Sakorafas G H, Sarr M G, Farley D R, Farnell M B
Department of Surgery, Mayo Clinic and Mayo Foundation, Rochester, Minnesota 55902, USA.
Am J Surg. 2000 Feb;179(2):129-33. doi: 10.1016/s0002-9610(00)00250-6.
Sinistral portal hypertension, a localized (left-sided) form of portal hypertension may complicate chronic pancreatitis as a result of splenic vein thrombosis/obstruction.
To determine appropriate surgical strategy for patients with splenic vein thrombosis/obstruction secondary to chronic pancreatitis.
We reviewed our experience with operative management of 484 consecutive patients with histologically documented chronic pancreatitis treated between 1976 and 1997. The diagnosis of sinistral portal hypertension was based on clinical presentation, preoperative endoscopic and radiographic imaging, and operative findings. "Symptomatic," herein defined, denotes those patients with sinistral hypertension and either gastrointestinal bleeding or hypersplenism. "Asymptomatic" patients were those with sinistral hypertension alone.

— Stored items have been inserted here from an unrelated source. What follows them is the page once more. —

//! 路由表與存取守衛
//!
//! 每個路徑對應一個頁面與一種守衛。守衛只看 [`AuthState`]：
//! - `Protected`：探測中顯示 "Authenticating..."，未登入導向 `/login`
//! - `AdminOnly`：同 `Protected`，另外要求管理員身份
//! - `Public`：只給未登入者，已登入導向 `/`

use crate::core::api::LOGIN_PATH;
use crate::core::session::AuthState;
use crate::domain::model::User;
use crate::utils::helpers::is_admin;
use serde::Serialize;
use std::collections::BTreeMap;
use std::fmt;

pub const HOME_PATH: &str = "/";

#[derive(Debug, Clone, Copy, PartialEq, Eq)]
pub enum Guard {
    Public,
    Protected,
    AdminOnly,
    None,
}

#[derive(Debug, Clone, PartialEq, Eq)]
pub enum Page {
    Login,
    Signup,
    Overview,
    Bikes,
    BikeDetail { id: String },
    Bookings,
    Profile,
    /// `/admin/*`，`section` 為 `/admin/` 之後的路徑（可能為空）
    Admin { section: String },
    NotFound,
}

impl Page {
    pub fn title(&self) -> &'static str {
        match self {
            Page::Login => "Login",
            Page::Signup => "Sign Up",
            Page::Overview => "Overview",
            Page::Bikes => "Bikes",
            Page::BikeDetail { .. } => "Bike Details",
            Page::Bookings => "My Bookings",
            Page::Profile => "Profile",
            Page::Admin { .. } => "Admin Dashboard",
            Page::NotFound => "404 - Page Not Found",
        }
    }
}

#[derive(Debug, Clone, PartialEq, Eq)]
pub enum RouteDecision {
    Loading { text: &'static str },
    Redirect { to: String, replace: bool },
    AccessDenied,
    Render(Page),
}

impl fmt::Display for RouteDecision {
    fn fmt(&self, f: &mut fmt::Formatter<'_>) -> fmt::Result {
        match self {
            RouteDecision::Loading { text } => write!(f, "{}", text),
            RouteDecision::Redirect { to, .. } => write!(f, "Redirect to {}", to),
            RouteDecision::AccessDenied => {
                write!(f, "Access Denied: You don't have permission to access this page.")
            }
            RouteDecision::Render(page) => write!(f, "{}", page.title()),
        }
    }
}

type Params = BTreeMap<&'static str, String>;

#[derive(Debug, Clone, Copy, PartialEq, Eq)]
enum Segment {
    Static(&'static str),
    Param(&'static str),
    Rest,
}

struct Route {
    pattern: &'static str,
    segments: Vec<Segment>,
    guard: Guard,
    build: fn(&Params) -> Page,
}

impl Route {
    fn new(pattern: &'static str, guard: Guard, build: fn(&Params) -> Page) -> Self {
        let segments = split_path(pattern)
            .map(|segment| match segment {
                "*" => Segment::Rest,
                s if s.starts_with(':') => Segment::Param(&s[1..]),
                s => Segment::Static(s),
            })
            .collect();
        Self {
            pattern,
            segments,
            guard,
            build,
        }
    }

    fn matches(&self, path: &str) -> Option<Params> {
        let parts: Vec<&str> = split_path(path).collect();
        let mut params = Params::new();

        for (index, segment) in self.segments.iter().enumerate() {
            match segment {
                Segment::Rest => {
                    params.insert("*", parts.get(index..).unwrap_or_default().join("/"));
                    return Some(params);
                }
                Segment::Static(expected) => {
                    if parts.get(index) != Some(expected) {
                        return None;
                    }
                }
                Segment::Param(name) => {
                    params.insert(*name, parts.get(index)?.to_string());
                }
            }
        }

        (parts.len() == self.segments.len()).then_some(params)
    }
}

fn split_path(path: &str) -> impl Iterator<Item = &str> {
    let path = path.split(['?', '#']).next().unwrap_or_default();
    path.split('/').filter(|segment| !segment.is_empty())
}

pub struct RouteTable {
    routes: Vec<Route>,
}

impl RouteTable {
    /// 應用程式的路由表，依宣告順序比對，最後一條為 404
    pub fn standard() -> Self {
        Self {
            routes: vec![
                Route::new("/login", Guard::Public, |_| Page::Login),
                Route::new("/signup", Guard::Public, |_| Page::Signup),
                Route::new("/", Guard::Protected, |_| Page::Overview),
                Route::new("/bikes", Guard::Protected, |_| Page::Bikes),
                Route::new("/bikes/:id", Guard::Protected, |params| Page::BikeDetail {
                    id: params.get("id").cloned().unwrap_or_default(),
                }),
                Route::new("/bookings", Guard::Protected, |_| Page::Bookings),
                Route::new("/profile", Guard::Protected, |_| Page::Profile),
                Route::new("/admin/*", Guard::AdminOnly, |params| Page::Admin {
                    section: params.get("*").cloned().unwrap_or_default(),
                }),
                Route::new("*", Guard::None, |_| Page::NotFound),
            ],
        }
    }

    pub fn guard_for(&self, path: &str) -> Guard {
        self.find(path)
            .map(|(route, _)| route.guard)
            .unwrap_or(Guard::None)
    }

    pub fn resolve(&self, path: &str, auth: &AuthState) -> RouteDecision {
        let Some((route, params)) = self.find(path) else {
            return RouteDecision::Render(Page::NotFound);
        };
        tracing::debug!("Route {} matched {} ({:?})", path, route.pattern, route.guard);

        match route.guard {
            Guard::None => RouteDecision::Render((route.build)(&params)),
            Guard::Public => {
                if auth.loading {
                    RouteDecision::Loading { text: "Loading..." }
                } else if auth.is_authenticated {
                    RouteDecision::Redirect {
                        to: HOME_PATH.to_string(),
                        replace: true,
                    }
                } else {
                    RouteDecision::Render((route.build)(&params))
                }
            }
            Guard::Protected | Guard::AdminOnly => {
                if auth.loading {
                    RouteDecision::Loading {
                        text: "Authenticating...",
                    }
                } else if !auth.is_authenticated {
                    RouteDecision::Redirect {
                        to: LOGIN_PATH.to_string(),
                        replace: true,
                    }
                } else if route.guard == Guard::AdminOnly && !is_admin(auth.user.as_ref()) {
                    RouteDecision::AccessDenied
                } else {
                    RouteDecision::Render((route.build)(&params))
                }
            }
        }
    }

    fn find(&self, path: &str) -> Option<(&Route, Params)> {
        self.routes
            .iter()
            .find_map(|route| route.matches(path).map(|params| (route, params)))
    }
}

impl Default for RouteTable {
    fn default() -> Self {
        Self::standard()
    }
}

#[derive(Debug, Clone, PartialEq, Eq, Serialize)]
pub struct NavLink {
    pub path: &'static str,
    pub label: &'static str,
    pub active: bool,
}

const MAIN_LINKS: [(&str, &str); 3] = [
    ("/", "Overview"),
    ("/bikes", "Bikes"),
    ("/bookings", "My Bookings"),
];

const ADMIN_LINKS: [(&str, &str); 3] = [
    ("/admin", "Admin Dashboard"),
    ("/admin/bikes", "Manage Bikes"),
    ("/admin/users", "Manage Users"),
];

/// 頁首導覽連結；未登入時沒有連結，管理員多三個管理頁面
pub fn nav_links(user: Option<&User>, current_path: &str) -> Vec<NavLink> {
    if user.is_none() {
        return Vec::new();
    }
    let admin_links: &[(&str, &str)] = if is_admin(user) { &ADMIN_LINKS } else { &[] };
    MAIN_LINKS
        .iter()
        .chain(admin_links)
        .map(|&(path, label)| NavLink {
            path,
            label,
            active: path == current_path,
        })
        .collect()
}
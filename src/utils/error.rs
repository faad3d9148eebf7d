use crate::utils::forms::ValidationErrors;
use thiserror::Error;

/// 後端未提供訊息時的預設錯誤文字
pub const DEFAULT_ERROR_MESSAGE: &str = "Something went wrong!";

#[derive(Error, Debug)]
pub enum ClientError {
    #[error("HTTP request failed: {0}")]
    HttpError(#[from] reqwest::Error),

    #[error(
        "API responded with {status}: {}",
        .message.as_deref().unwrap_or(DEFAULT_ERROR_MESSAGE)
    )]
    ApiError {
        status: u16,
        message: Option<String>,
    },

    #[error("Not authenticated")]
    Unauthorized { message: Option<String> },

    #[error("Request failed: {message}")]
    FailError { message: String },

    #[error("IO error: {0}")]
    IoError(#[from] std::io::Error),

    #[error("Serialization error: {0}")]
    SerializationError(#[from] serde_json::Error),

    #[error("CSV output error: {0}")]
    CsvError(#[from] csv::Error),

    #[error("Invalid URL: {0}")]
    UrlError(#[from] url::ParseError),

    #[error("Configuration error: {message}")]
    ConfigError { message: String },

    #[error("Invalid value for {field} ({value}): {reason}")]
    InvalidConfigValueError {
        field: String,
        value: String,
        reason: String,
    },

    #[error("Missing required configuration: {field}")]
    MissingConfigError { field: String },

    #[error("Validation failed: {0}")]
    ValidationError(ValidationErrors),
}

#[derive(Debug, Clone, Copy, PartialEq, Eq)]
pub enum ErrorCategory {
    Network,
    Auth,
    Backend,
    Input,
    System,
}

impl ClientError {
    pub fn category(&self) -> ErrorCategory {
        match self {
            ClientError::HttpError(_) => ErrorCategory::Network,
            ClientError::Unauthorized { .. } => ErrorCategory::Auth,
            ClientError::ApiError { .. } | ClientError::FailError { .. } => ErrorCategory::Backend,
            ClientError::ValidationError(_)
            | ClientError::InvalidConfigValueError { .. }
            | ClientError::MissingConfigError { .. }
            | ClientError::ConfigError { .. }
            | ClientError::UrlError(_) => ErrorCategory::Input,
            ClientError::IoError(_)
            | ClientError::SerializationError(_)
            | ClientError::CsvError(_) => ErrorCategory::System,
        }
    }

    /// 後端回傳的 `message`，若沒有則為 None
    pub fn backend_message(&self) -> Option<&str> {
        match self {
            ClientError::FailError { message } => Some(message.as_str()),
            ClientError::ApiError { message, .. } | ClientError::Unauthorized { message } => {
                message.as_deref()
            }
            _ => None,
        }
    }

    /// 顯示給使用者的訊息：優先使用後端訊息，否則使用 fallback
    pub fn message_or(&self, fallback: &str) -> String {
        self.backend_message()
            .map(str::to_string)
            .unwrap_or_else(|| fallback.to_string())
    }

    pub fn is_unauthorized(&self) -> bool {
        matches!(self, ClientError::Unauthorized { .. })
    }

    /// API client 已經處理過（toast 或導向登入頁）的錯誤
    pub fn is_reported(&self) -> bool {
        matches!(
            self,
            ClientError::HttpError(_) | ClientError::ApiError { .. } | ClientError::Unauthorized { .. }
        )
    }

    /// 值得重試的錯誤：連線失敗或 5xx
    pub fn is_retryable(&self) -> bool {
        match self {
            ClientError::HttpError(e) => !e.is_decode(),
            ClientError::ApiError { status, .. } => *status >= 500,
            _ => false,
        }
    }

    pub fn user_friendly_message(&self) -> String {
        match self {
            ClientError::HttpError(e) if e.is_timeout() => {
                "The server took too long to respond".to_string()
            }
            ClientError::HttpError(e) if e.is_connect() => {
                "Could not reach the rental server".to_string()
            }
            ClientError::HttpError(_) => DEFAULT_ERROR_MESSAGE.to_string(),
            ClientError::Unauthorized { .. } => "Please log in to continue".to_string(),
            ClientError::ValidationError(errors) => errors.to_string(),
            other => other
                .backend_message()
                .map(str::to_string)
                .unwrap_or_else(|| other.to_string()),
        }
    }

    pub fn recovery_suggestion(&self) -> &'static str {
        match self.category() {
            ErrorCategory::Network => "Check --base-url and that the backend is running",
            ErrorCategory::Auth => "Run `bike-rental login` to start a new session",
            ErrorCategory::Backend => "Review the request values and try again",
            ErrorCategory::Input => "Fix the highlighted fields or configuration values",
            ErrorCategory::System => "Check file permissions for the session and config files",
        }
    }

    pub fn exit_code(&self) -> i32 {
        match self.category() {
            ErrorCategory::Input => 2,
            ErrorCategory::Auth => 3,
            _ => 1,
        }
    }
}

impl From<ValidationErrors> for ClientError {
    fn from(errors: ValidationErrors) -> Self {
        ClientError::ValidationError(errors)
    }
}

pub type Result<T> = std::result::Result<T, ClientError>;
// 資料查詢：每個資源的快取 key、stale time 與 mutation 後要失效的 key

pub mod admin;
pub mod bikes;
pub mod bookings;

pub use admin::AdminQueries;
pub use bikes::BikeQueries;
pub use bookings::BookingQueries;
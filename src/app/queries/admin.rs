use crate::core::query::{QueryClient, QueryKey};
use crate::core::services::{AdminService, UserQuery};
use crate::domain::model::User;
use crate::utils::error::Result;
use serde::Serialize;
use std::sync::Arc;
use std::time::Duration;

pub fn users_root() -> QueryKey {
    QueryKey::new("users")
}

pub fn users_key(params: &UserQuery) -> QueryKey {
    users_root().with_params(params)
}

pub fn user_key(id: &str) -> QueryKey {
    QueryKey::new("user").push(id)
}

/// 使用者管理（管理員）的查詢與 mutation
#[derive(Clone)]
pub struct AdminQueries {
    service: AdminService,
    client: Arc<QueryClient>,
    stale_time: Duration,
}

impl AdminQueries {
    pub fn new(service: AdminService, client: Arc<QueryClient>) -> Self {
        Self {
            service,
            client,
            stale_time: Duration::from_secs(5 * 60),
        }
    }

    pub fn with_stale_time(mut self, stale_time: Duration) -> Self {
        self.stale_time = stale_time;
        self
    }

    pub async fn users(&self, params: &UserQuery) -> Result<Vec<User>> {
        let options = self.client.options().stale_time(self.stale_time);
        self.client
            .fetch_query(users_key(params), options, || {
                self.service.get_all_users(params)
            })
            .await
    }

    pub async fn user(&self, id: &str) -> Result<Option<User>> {
        let options = self
            .client
            .options()
            .stale_time(self.stale_time)
            .enabled(!id.trim().is_empty());
        self.client
            .query(user_key(id), options, || self.service.get_user(id))
            .await
    }

    pub async fn update_user<B: Serialize + ?Sized>(&self, id: &str, data: &B) -> Result<User> {
        self.client
            .mutate(
                self.service.update_user(id, data),
                &[users_root(), user_key(id)],
                "User updated successfully!",
                "Failed to update user",
            )
            .await
    }

    pub async fn delete_user(&self, id: &str) -> Result<()> {
        self.client
            .mutate(
                self.service.delete_user(id),
                &[users_root()],
                "User deleted successfully!",
                "Failed to delete user",
            )
            .await
    }
}

#[cfg(test)]
mod tests {
    use super::*;
    use crate::adapters::RecordingNotifier;
    use crate::core::api::ApiClient;
    use httpmock::prelude::*;

    #[tokio::test]
    async fn test_delete_user_invalidates_user_lists() {
        let server = MockServer::start();
        server.mock(|when, then| {
            when.method(GET).path("/api/v1/users");
            then.status(200).json_body(serde_json::json!({
                "status": "success",
                "data": {"users": [{"_id": "u2", "name": "Bo", "email": "bo@example.com"}]}
            }));
        });
        server.mock(|when, then| {
            when.method(DELETE).path("/api/v1/users/u2");
            then.status(204);
        });

        let notifier = Arc::new(RecordingNotifier::new());
        let api = ApiClient::builder(&server.url("/api/v1"))
            .notifier(notifier.clone())
            .build()
            .unwrap();
        let client = Arc::new(QueryClient::new(notifier.clone()));
        let admin = AdminQueries::new(AdminService::new(api), client.clone());

        let params = UserQuery::default();
        assert_eq!(admin.users(&params).await.unwrap().len(), 1);
        admin.delete_user("u2").await.unwrap();

        assert_eq!(client.is_invalidated(&users_key(&params)), Some(true));
        assert_eq!(notifier.successes(), vec!["User deleted successfully!".to_string()]);
        assert_eq!(admin.user("  ").await.unwrap(), None);
    }
}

Sinistral portal hypertension was present in 34 of the 484 patients (7%). Gastric or gastroesophageal varices were confirmed in 12 patients (35%), of whom 6 had variceal bleeding and 4 had hypersplenism (25%). All symptomatic patients were treated by splenectomy alone or in conjunction with distal pancreatectomy. Splenectomy at the time of pancreatectomy for primary pancreatic symptoms was also performed in 15 patients with (asymptomatic) sinistral portal hypertension. None of the 23 patients who had splenectomy rebled in mean follow-up of 4.8 years. In contrast, 1 of the 11 patients with asymptomatic sinistral portal hypertension who underwent pancreatic surgery without splenectomy died of later variceal bleeding 3 years after lateral pancreatojejunostomy.
Symptomatic sinistral portal hypertension is best treated by splenectomy. Concomitant splenectomy should be strongly considered in patients undergoing operative treatment of symptomatic chronic pancreatitis if sinistral portal hypertension and gastroesophageal varices are also present.
左侧门静脉高压是门静脉高压的一种局部(左侧)形式,可能因脾静脉血栓形成/阻塞而使慢性胰腺炎复杂化。
确定慢性胰腺炎继发脾静脉血栓形成/阻塞患者的合适手术策略。
我们回顾了1976年至1997年间连续治疗的484例经组织学证实的慢性胰腺炎患者的手术治疗经验。左侧门静脉高压的诊断基于临床表现、术前内镜和影像学检查以及手术发现。本文所定义的“有症状的”是指那些患有左侧高血压且有胃肠道出血或脾功能亢进的患者。“无症状的”患者是指仅患有左侧高血压的患者。
484例患者中有34例(7%)存在左侧门静脉高压。12例患者(35%)证实有胃或胃食管静脉曲张,其中6例有静脉曲张出血,4例有脾功能亢进(25%)。所有有症状的患者均接受了单纯脾切除术或联合远端胰腺切除术治疗。15例(无症状的)左侧门静脉高压患者在因原发性胰腺症状行胰腺切除术时也进行了脾切除术。23例行脾切除术的患者在平均4.8年的随访中均未再出血。相比之下,11例无症状左侧门静脉高压患者中,有1例在胰体尾侧空肠吻合术后3年因后期静脉曲张出血死亡,该患者未行脾切除术而接受了胰腺手术。
有症状的左侧门静脉高压最好通过脾切除术治疗。如果存在左侧门静脉高压和胃食管静脉曲张,在对有症状的慢性胰腺炎患者进行手术治疗时应强烈考虑同时行脾切除术。